Naître avec des ailes. Avec la possibilité permanente de se déplacer. Mobile et autonome. Pouvoir se rendre à l’école, au boulot, rejoindre une histoire d’amour, filer chercher ses gosses à l'école, quitter une histoire sans amour, aller au cinéma, à la salle de sport, à la mer, et ailleurs ; des déplacements à coups d’aile. Nul besoin de s’arrêter à la station-service où tourner pour trouver une place de parking. Ici et là, des pistes d’atterrissage individuelles ou collectives aménagées, au sol ou sur les immeubles.
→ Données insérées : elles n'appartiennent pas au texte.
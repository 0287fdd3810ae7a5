#![no_main]

use arbitrary::Arbitrary;
use libfuzzer_sys::fuzz_target;
use test_suites::setup::create_fixture_with_data;
use test_suites::test_fixture::TestFixture;
use test_suites::{SCALAR_18, SCALAR_7};

#[derive(Arbitrary, Debug)]
enum Command {
    Deposit { user: u8, units: u16 },
    Withdraw { user: u8, units: u16 },
    Redeem { user: u8, units: u16 },
    Transfer { from: u8, to: u8, units: u16, only_active: bool },
    EnterStrategy,
    Yield { bps: u8 },
    Loss { bps: u8 },
    Jump { seconds: u32 },
    CollectFees,
}

#[derive(Arbitrary, Debug)]
struct Input {
    commands: Vec<Command>,
}

fn user(fixture: &TestFixture, index: u8) -> soroban_sdk::Address {
    fixture.users[index as usize % fixture.users.len()].clone()
}

fn run(fixture: &TestFixture, command: &Command) {
    match *command {
        Command::Deposit { user: u, units } => {
            let u = user(fixture, u);
            let _ = fixture.cellar.try_deposit(&u, &(units as i128 * SCALAR_7), &u);
        }
        Command::Withdraw { user: u, units } => {
            let u = user(fixture, u);
            let _ = fixture.cellar.try_withdraw(&u, &(units as i128 * SCALAR_7), &u, &u);
        }
        Command::Redeem { user: u, units } => {
            let u = user(fixture, u);
            let _ = fixture.cellar.try_redeem(&u, &(units as i128 * SCALAR_18), &u, &u);
        }
        Command::Transfer { from, to, units, only_active } => {
            let from = user(fixture, from);
            let to = user(fixture, to);
            let _ = fixture
                .cellar
                .try_transfer(&from, &to, &(units as i128 * SCALAR_18), &only_active);
        }
        Command::EnterStrategy => {
            let _ = fixture.cellar.try_enter_strategy();
        }
        Command::Yield { bps } => fixture.scale_lending_index(SCALAR_7 + bps as i128 * 1_000),
        Command::Loss { bps } => fixture.scale_lending_index(SCALAR_7 - bps as i128 * 1_000),
        Command::Jump { seconds } => fixture.jump(seconds as u64),
        Command::CollectFees => {
            let _ = fixture.cellar.try_collect_fees();
        }
    }
}

fuzz_target!(|input: Input| {
    let fixture = create_fixture_with_data();
    for command in input.commands.iter().take(32) {
        run(&fixture, command);

        let mut supply = fixture.cellar.balance(&fixture.cellar.address);
        for u in fixture.users.iter() {
            let balance = fixture.cellar.balance(u);
            assert_eq!(fixture.ledger_shares(u), balance);
            supply += balance;
        }
        assert_eq!(fixture.cellar.total_supply(), supply);
        assert!(fixture.cellar.total_assets() >= 0);
    }
});
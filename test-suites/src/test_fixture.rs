use cellar::testutils::{
    create_asset, create_token, default_fee_config, unlimited, MockLendingPool,
    MockLendingPoolClient, MockSwapRouter, MockSwapRouterClient, RAY,
};
use cellar::{CellarClient, CellarContract, DepositRecord, FeeConfig};
use soroban_sdk::testutils::{Address as _, Ledger};
use soroban_sdk::token::{StellarAssetClient, TokenClient};
use soroban_sdk::{Address, Env, String, Vec as SVec};

pub const SCALAR_7: i128 = 1_0000000;
pub const SCALAR_18: i128 = 1_000_000_000_000_000_000;

/// Whole tokens each collaborator holds so yield and swaps can be paid out
const COLLABORATOR_LIQUIDITY: i128 = 1_000_000_000;

pub struct TestFixture<'a> {
    pub env: Env,
    pub admin: Address,
    pub users: Vec<Address>,
    pub cellar: CellarClient<'a>,
    pub token: TokenClient<'a>,
    pub token_admin: StellarAssetClient<'a>,
    pub pool: MockLendingPoolClient<'a>,
    pub router: MockSwapRouterClient<'a>,
    pub fee_config: FeeConfig,
    pub decimals: u32,
}

impl TestFixture<'_> {
    /// A cellar over a 7 decimal Stellar asset
    pub fn create<'a>() -> TestFixture<'a> {
        let e = Env::default();
        let admin = Address::generate(&e);
        let asset = create_asset(&e, &admin);
        Self::create_with_asset(e, admin, asset, 7)
    }

    /// A cellar over a token with `decimals` decimals
    pub fn create_with_decimals<'a>(decimals: u32) -> TestFixture<'a> {
        let e = Env::default();
        let admin = Address::generate(&e);
        let asset = create_token(&e, decimals);
        Self::create_with_asset(e, admin, asset, decimals)
    }

    fn create_with_asset<'a>(e: Env, admin: Address, asset: Address, decimals: u32) -> TestFixture<'a> {
        e.mock_all_auths();
        e.cost_estimate().budget().reset_unlimited();
        e.ledger().set_timestamp(1_000);

        let token_admin = StellarAssetClient::new(&e, &asset);

        let pool_id = e.register(MockLendingPool, ());
        let router_id = e.register(MockSwapRouter, ());
        token_admin.mint(&pool_id, &(COLLABORATOR_LIQUIDITY * 10i128.pow(decimals)));

        let fee_config = default_fee_config(&e);
        let cellar_id = e.register(
            CellarContract {},
            (
                admin.clone(),
                String::from_str(&e, "Cellar Shares"),
                String::from_str(&e, "CLR"),
                asset.clone(),
                pool_id.clone(),
                router_id.clone(),
                fee_config.clone(),
                unlimited(),
            ),
        );

        TestFixture {
            token: TokenClient::new(&e, &asset),
            token_admin,
            cellar: CellarClient::new(&e, &cellar_id),
            pool: MockLendingPoolClient::new(&e, &pool_id),
            router: MockSwapRouterClient::new(&e, &router_id),
            env: e,
            admin,
            users: vec![],
            fee_config,
            decimals,
        }
    }

    /// Create a user holding `balance` of the cellar's asset
    pub fn create_user(&mut self, balance: i128) -> Address {
        let user = Address::generate(&self.env);
        if balance > 0 {
            self.token_admin.mint(&user, &balance);
        }
        self.users.push(user.clone());
        user
    }

    /// Deploy another 7 decimal asset with swap liquidity and a rate from the
    /// current asset
    pub fn create_swap_target(&self, rate: i128) -> Address {
        let asset = create_asset(&self.env, &self.admin);
        self.fund_swap_target(&asset, rate, 7);
        asset
    }

    /// Deploy another token with `decimals` decimals. `rate` is raw output
    /// units per raw input unit in SCALAR_7.
    pub fn create_swap_target_with_decimals(&self, rate: i128, decimals: u32) -> Address {
        let asset = create_token(&self.env, decimals);
        self.fund_swap_target(&asset, rate, decimals);
        asset
    }

    fn fund_swap_target(&self, asset: &Address, rate: i128, decimals: u32) {
        let liquidity = COLLABORATOR_LIQUIDITY * 10i128.pow(decimals);
        let admin = StellarAssetClient::new(&self.env, asset);
        admin.mint(&self.router.address, &liquidity);
        admin.mint(&self.pool.address, &liquidity);
        self.router.set_rate(&self.token.address, asset, &rate);
    }

    /// One whole unit of the cellar's starting asset
    pub fn unit(&self) -> i128 {
        10i128.pow(self.decimals)
    }

    /// Grow (or shrink) the lending income index by `rate` in SCALAR_7
    pub fn scale_lending_index(&self, rate: i128) {
        let index = self.pool.normalized_income(&self.cellar.asset());
        self.pool.set_index(&(index * rate / SCALAR_7));
    }

    pub fn reset_lending_index(&self) {
        self.pool.set_index(&RAY);
    }

    pub fn path(&self, assets: &[&Address]) -> SVec<Address> {
        let mut path = SVec::new(&self.env);
        for asset in assets {
            path.push_back((*asset).clone());
        }
        path
    }

    pub fn deposits(&self, owner: &Address) -> SVec<DepositRecord> {
        self.cellar.deposits(owner)
    }

    /// Sum of shares across `owner`'s live records
    pub fn ledger_shares(&self, owner: &Address) -> i128 {
        self.deposits(owner).iter().map(|record| record.shares).sum()
    }

    /********** Chain Helpers ***********/

    pub fn jump(&self, time: u64) {
        self.env.ledger().with_mut(|li| {
            li.timestamp = li.timestamp.saturating_add(time);
        });
    }
}
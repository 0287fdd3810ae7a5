use soroban_sdk::{Address, Env, Symbol};

pub struct CellarEvents {}

impl CellarEvents {
    /// Emitted when assets are deposited into the vault
    ///
    /// - topics - `["deposit", from: Address, receiver: Address]`
    /// - data - `[assets: i128, shares: i128]`
    ///
    /// ### Arguments
    /// * from - The address the assets were pulled from
    /// * receiver - The address receiving the minted shares
    /// * assets - The amount of assets deposited (native decimals)
    /// * shares - The amount of shares minted
    pub fn deposit(e: &Env, from: Address, receiver: Address, assets: i128, shares: i128) {
        let topics = (Symbol::new(e, "deposit"), from, receiver);
        e.events().publish(topics, (assets, shares));
    }

    /// Emitted when assets are withdrawn from the vault
    ///
    /// - topics - `["withdraw", owner: Address, receiver: Address]`
    /// - data - `[assets: i128, shares: i128]`
    ///
    /// ### Arguments
    /// * owner - The address whose shares were burned
    /// * receiver - The address receiving the assets
    /// * assets - The amount of assets sent (native decimals)
    /// * shares - The amount of shares burned
    pub fn withdraw(e: &Env, owner: Address, receiver: Address, assets: i128, shares: i128) {
        let topics = (Symbol::new(e, "withdraw"), owner, receiver);
        e.events().publish(topics, (assets, shares));
    }

    /// Emitted when shares move between depositors
    ///
    /// - topics - `["transfer", from: Address, to: Address]`
    /// - data - `[requested: i128, moved: i128]`
    pub fn transfer(e: &Env, from: Address, to: Address, requested: i128, moved: i128) {
        let topics = (Symbol::new(e, "transfer"), from, to);
        e.events().publish(topics, (requested, moved));
    }

    /// Emitted when an allowance is set
    ///
    /// - topics - `["approve", from: Address, spender: Address]`
    /// - data - `amount: i128`
    pub fn approve(e: &Env, from: Address, spender: Address, amount: i128) {
        let topics = (Symbol::new(e, "approve"), from, spender);
        e.events().publish(topics, amount);
    }

    /// Emitted when platform fees are accrued
    ///
    /// - topics - `["accrue_platform_fees"]`
    /// - data - `[shares: i128, elapsed: u64]`
    pub fn accrue_platform_fees(e: &Env, shares: i128, elapsed: u64) {
        let topics = (Symbol::new(e, "accrue_platform_fees"),);
        e.events().publish(topics, (shares, elapsed));
    }

    /// Emitted when performance fees are minted for lending yield
    ///
    /// - topics - `["accrue_performance_fees"]`
    /// - data - `[shares: i128, gain: i128]`
    ///
    /// ### Arguments
    /// * shares - The fee shares minted to the vault
    /// * gain - The yield the fee was taken on (18 decimals)
    pub fn accrue_performance_fees(e: &Env, shares: i128, gain: i128) {
        let topics = (Symbol::new(e, "accrue_performance_fees"),);
        e.events().publish(topics, (shares, gain));
    }

    /// Emitted when performance fee shares are burned to absorb a loss
    ///
    /// - topics - `["burn_performance_fees"]`
    /// - data - `[shares: i128, loss: i128]`
    ///
    /// ### Arguments
    /// * shares - The fee shares burned
    /// * loss - The measured loss of the lending position (18 decimals)
    pub fn burn_performance_fees(e: &Env, shares: i128, loss: i128) {
        let topics = (Symbol::new(e, "burn_performance_fees"),);
        e.events().publish(topics, (shares, loss));
    }

    /// Emitted when accrued fees are paid out
    ///
    /// - topics - `["collect_fees", distributor: Address]`
    /// - data - `[platform_fees: i128, performance_fees: i128, assets: i128]`
    pub fn collect_fees(
        e: &Env,
        distributor: Address,
        platform_fees: i128,
        performance_fees: i128,
        assets: i128,
    ) {
        let topics = (Symbol::new(e, "collect_fees"), distributor);
        e.events()
            .publish(topics, (platform_fees, performance_fees, assets));
    }

    /// Emitted when idle assets enter the lending position
    ///
    /// - topics - `["enter_strategy", asset: Address]`
    /// - data - `[assets: i128, timestamp: u64]`
    pub fn enter_strategy(e: &Env, asset: Address, assets: i128, timestamp: u64) {
        let topics = (Symbol::new(e, "enter_strategy"), asset);
        e.events().publish(topics, (assets, timestamp));
    }

    /// Emitted when the vault moves to a new asset
    ///
    /// - topics - `["rebalance", old_asset: Address, new_asset: Address]`
    /// - data - `[assets_in: i128, assets_out: i128]`
    pub fn rebalance(
        e: &Env,
        old_asset: Address,
        new_asset: Address,
        assets_in: i128,
        assets_out: i128,
    ) {
        let topics = (Symbol::new(e, "rebalance"), old_asset, new_asset);
        e.events().publish(topics, (assets_in, assets_out));
    }

    /// Emitted when a reward balance is swapped and added to the position
    ///
    /// - topics - `["reinvest", token: Address]`
    /// - data - `[amount_in: i128, assets_out: i128]`
    pub fn reinvest(e: &Env, token: Address, amount_in: i128, assets_out: i128) {
        let topics = (Symbol::new(e, "reinvest"), token);
        e.events().publish(topics, (amount_in, assets_out));
    }

    /// Emitted when the pause flag changes
    ///
    /// - topics - `["set_pause"]`
    /// - data - `paused: bool`
    pub fn set_pause(e: &Env, paused: bool) {
        let topics = (Symbol::new(e, "set_pause"),);
        e.events().publish(topics, paused);
    }

    /// Emitted when the vault is shut down
    ///
    /// - topics - `["shutdown"]`
    /// - data - `withdrawn: i128`
    pub fn shutdown(e: &Env, withdrawn: i128) {
        let topics = (Symbol::new(e, "shutdown"),);
        e.events().publish(topics, withdrawn);
    }

    /// Emitted when stray tokens are swept out of the vault
    ///
    /// - topics - `["sweep", token: Address, to: Address]`
    /// - data - `amount: i128`
    pub fn sweep(e: &Env, token: Address, to: Address, amount: i128) {
        let topics = (Symbol::new(e, "sweep"), token, to);
        e.events().publish(topics, amount);
    }

    /// Emitted when deposit caps change
    ///
    /// - topics - `["set_limits"]`
    /// - data - `[max_liquidity: i128, deposit_limit: i128]`
    pub fn set_limits(e: &Env, max_liquidity: i128, deposit_limit: i128) {
        let topics = (Symbol::new(e, "set_limits"),);
        e.events().publish(topics, (max_liquidity, deposit_limit));
    }

    /// Emitted when the fee distributor changes
    ///
    /// - topics - `["set_fee_distributor"]`
    /// - data - `distributor: Address`
    pub fn set_fee_distributor(e: &Env, distributor: Address) {
        let topics = (Symbol::new(e, "set_fee_distributor"),);
        e.events().publish(topics, distributor);
    }

    /// Emitted when a new admin is proposed
    ///
    /// - topics - `["propose_admin", admin: Address]`
    /// - data - `new_admin: Address`
    pub fn propose_admin(e: &Env, admin: Address, new_admin: Address) {
        let topics = (Symbol::new(e, "propose_admin"), admin);
        e.events().publish(topics, new_admin);
    }

    /// Emitted when the proposed admin takes over
    ///
    /// - topics - `["accept_admin"]`
    /// - data - `admin: Address`
    pub fn accept_admin(e: &Env, admin: Address) {
        let topics = (Symbol::new(e, "accept_admin"),);
        e.events().publish(topics, admin);
    }
}
use cellar::DepositRecord;
use test_suites::setup::create_fixture_with_decimals;
use test_suites::test_fixture::TestFixture;
use test_suites::{SCALAR_18, SCALAR_7};

fn setup_fixture(decimals: u32) -> TestFixture<'static> {
    create_fixture_with_decimals(decimals)
}

#[test]
fn test_six_decimal_asset_round_trip() {
    let fixture = setup_fixture(6);
    let a = fixture.users[0].clone();
    let b = fixture.users[1].clone();
    let unit = fixture.unit();

    // native amounts are normalized to 18 decimals
    let shares = fixture.cellar.deposit(&a, &(1000 * unit), &a);
    assert_eq!(shares, 1000 * SCALAR_18);
    assert_eq!(fixture.cellar.total_assets(), 1000 * unit);
    assert_eq!(fixture.cellar.convert_to_assets(&SCALAR_18), unit);

    fixture.jump(60);
    assert_eq!(fixture.cellar.enter_strategy(), 1000 * unit);
    fixture.scale_lending_index(1_0500000);
    fixture.cellar.accrue_fees();
    fixture.jump(1);

    let t_b = fixture.env.ledger().timestamp();
    let b_shares = fixture.cellar.deposit(&b, &(500 * unit), &b);
    assert!(b_shares < 500 * SCALAR_18);
    let burned = fixture.cellar.withdraw(&b, &(200 * unit), &b, &b);
    assert_eq!(
        fixture.deposits(&b).get_unchecked(0),
        DepositRecord {
            assets: 300 * SCALAR_18,
            shares: b_shares - burned,
            time_deposited: t_b,
        }
    );
    assert_eq!(fixture.token.balance(&b), 9_700 * unit);

    let expected = fixture.cellar.preview_redeem(&shares);
    assert!(expected > 1000 * unit);
    assert!(expected < 1050 * unit);
    let paid = fixture.cellar.redeem(&a, &shares, &a, &a);
    assert!(paid <= expected);
    assert!(expected - paid <= 1);
    assert_eq!(fixture.token.balance(&a), 9_000 * unit + paid);
    assert_eq!(fixture.cellar.balance(&a), 0);

    // b's principal is still whole
    let rest = fixture.cellar.redeem(&b, &(b_shares - burned), &b, &b);
    assert!(rest <= 300 * unit);
    assert!(300 * unit - rest <= 1);
    assert_eq!(fixture.token.balance(&b), 9_700 * unit + rest);
}

#[test]
fn test_eighteen_decimal_asset_smallest_withdraw() {
    let fixture = setup_fixture(18);
    let user = fixture.users[0].clone();
    let unit = fixture.unit();
    assert_eq!(unit, SCALAR_18);

    let shares = fixture.cellar.deposit(&user, &(1000 * unit), &user);
    assert_eq!(shares, 1000 * SCALAR_18);

    // one base unit of the asset is one normalized unit
    let burned = fixture.cellar.withdraw(&user, &1, &user, &user);
    assert_eq!(burned, 1);
    assert_eq!(fixture.token.balance(&user), 9_000 * unit + 1);
    assert_eq!(fixture.cellar.balance(&user), 1000 * SCALAR_18 - 1);
    assert_eq!(fixture.cellar.total_assets(), 1000 * unit - 1);

    fixture.jump(60);
    assert_eq!(fixture.cellar.enter_strategy(), 1000 * unit - 1);
    fixture.jump(1);
    fixture.cellar.accrue_fees();

    let remaining = fixture.cellar.balance(&user);
    let expected = fixture.cellar.preview_redeem(&remaining);
    let paid = fixture.cellar.redeem(&user, &remaining, &user, &user);
    assert!(paid <= expected);
    assert!(expected - paid <= 1);
    assert_eq!(fixture.token.balance(&user), 9_000 * unit + 1 + paid);
}

#[test]
fn test_rebalance_into_higher_decimal_asset() {
    let fixture = setup_fixture(7);
    let a = fixture.users[0].clone();
    let b = fixture.users[1].clone();

    fixture.cellar.deposit(&a, &(1000 * SCALAR_7), &a);
    fixture.jump(60);
    fixture.cellar.enter_strategy();
    fixture.jump(60);
    fixture.cellar.deposit(&b, &(500 * SCALAR_7), &b);
    fixture.jump(1);

    // two 18 decimal units per 7 decimal unit, per raw unit in SCALAR_7
    let rate = 2 * 10i128.pow(11) * SCALAR_7;
    let new_asset = fixture.create_swap_target_with_decimals(rate, 18);
    let path = fixture.path(&[&fixture.token.address, &new_asset]);
    let out = fixture.cellar.rebalance(&path, &(3000 * SCALAR_18));
    assert_eq!(out, 3000 * SCALAR_18);
    assert_eq!(fixture.cellar.asset(), new_asset);
    assert_eq!(fixture.cellar.active_assets(), 3000 * SCALAR_18);
    assert_eq!(fixture.cellar.inactive_assets(), 0);
    assert_eq!(fixture.token.balance(&fixture.cellar.address), 0);

    fixture.cellar.accrue_fees();
    let b_shares = fixture.cellar.balance(&b);
    let expected = fixture.cellar.preview_redeem(&b_shares);
    // b's 500 became 1000 of the new asset, less the platform fee dilution
    assert!(expected <= 1000 * SCALAR_18);
    assert!(expected > 999 * SCALAR_18);

    let paid = fixture.cellar.redeem(&b, &b_shares, &b, &b);
    assert!(paid <= expected);
    assert!(expected - paid <= 1);
    let new_token = soroban_sdk::token::TokenClient::new(&fixture.env, &new_asset);
    assert_eq!(new_token.balance(&b), paid);
    assert_eq!(fixture.token.balance(&b), 9_500 * SCALAR_7);
}
use soroban_sdk::{panic_with_error, token, Address, Env};

use crate::cellar::conversion::{exchange_rate, preview_redeem, to_internal, to_native};
use crate::cellar::fees::settle_and_rebase;
use crate::cellar::ledger::{self, ConsumeMode, Consumed};
use crate::cellar::position::ensure_liquidity;
use crate::cellar::shares;
use crate::errors::CellarError;
use crate::events::CellarEvents;
use crate::storage;

/// Withdraw `assets` native units of `owner`'s position to `receiver`
///
/// The ledger walk may satisfy less than requested when `owner`'s records
/// run out; only what was satisfied is paid.
///
/// Returns the shares burned
pub fn execute_withdraw(
    e: &Env,
    spender: &Address,
    assets: i128,
    receiver: &Address,
    owner: &Address,
) -> i128 {
    if assets <= 0 {
        panic_with_error!(e, CellarError::ZeroAssets);
    }
    if storage::get_balance(e, owner) == 0 {
        panic_with_error!(e, CellarError::ZeroShares);
    }
    settle_and_rebase(e);
    let (_, burned) = withdraw_normalized(e, spender, to_internal(e, assets), receiver, owner);
    burned
}

/// Redeem `shares` of `owner`'s position to `receiver`. Requests above the
/// balance redeem the whole balance.
///
/// Returns the assets paid, in native decimals
pub fn execute_redeem(
    e: &Env,
    spender: &Address,
    shares: i128,
    receiver: &Address,
    owner: &Address,
) -> i128 {
    if shares <= 0 {
        panic_with_error!(e, CellarError::ZeroShares);
    }
    let shares = shares.min(storage::get_balance(e, owner));
    if shares == 0 {
        panic_with_error!(e, CellarError::ZeroShares);
    }
    settle_and_rebase(e);
    let assets = preview_redeem(e, shares);
    if assets == 0 {
        panic_with_error!(e, CellarError::ZeroAssets);
    }
    let (paid, _) = withdraw_normalized(e, spender, to_internal(e, assets), receiver, owner);
    paid
}

/// Consume `target` normalized assets from `owner`'s records, burn the
/// shares they released and pay out
///
/// Returns `(native assets paid, shares burned)`
fn withdraw_normalized(
    e: &Env,
    spender: &Address,
    target: i128,
    receiver: &Address,
    owner: &Address,
) -> (i128, i128) {
    let rate = exchange_rate(e);
    let Consumed { assets, shares } =
        ledger::consume_from(e, owner, target, ConsumeMode::Withdraw, rate);
    if assets == 0 {
        panic_with_error!(e, CellarError::ZeroAssets);
    }

    if spender != owner {
        shares::spend_allowance(e, owner, spender, shares);
    }
    shares::burn(e, owner, shares);

    let payout = to_native(e, assets);
    if payout > 0 {
        ensure_liquidity(e, payout);
        token::Client::new(e, &storage::get_asset(e)).transfer(
            &e.current_contract_address(),
            receiver,
            &payout,
        );
    }
    CellarEvents::withdraw(e, owner.clone(), receiver.clone(), payout, shares);
    (payout, shares)
}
Plus d'autres infrastructures pour les humains volant. Naître avec des ailes aurait bonifié notre existence terrestre. Dans de nombreux domaines. Excepté sans doute les embouteillages d’être ailés dans le ciel. Avec des carambolages de chairs. Sûrement moins de blessés et de morts que sur les routes. Une paire d’ailes sur chaque bébé aurait changé la face du monde.
Plus besoin de voiture individuelle. La priorité pour les véhicules de transports des matériaux et les livraisons de produits manufacturés. Pour le fret, les trains auraient une grande place. Et les avions ne serviraient que pour le transport de marchandises. Bien sûr, difficile de se passer des ambulances et autres véhicules d’urgence. Et les bagnoles de flics ? Pas sûr que les ailes rendent plus intelligents et respectueux de l’autre. Des flics pour empêcher le plus fort de bouffer le plus faible ? En général, c’est le contrat écrit sur le papier. Mais souvent, nombre de flics finissent par défendre les plus forts et cogner sur les plus faibles. Revenons à nos roues. Avec le moyen de déplacement ailé, il y aura beaucoup moins de circulation sur terre. Surtout pour les départs en vacances. Et la couche d’ozone n’aurait pas eu besoin de masque.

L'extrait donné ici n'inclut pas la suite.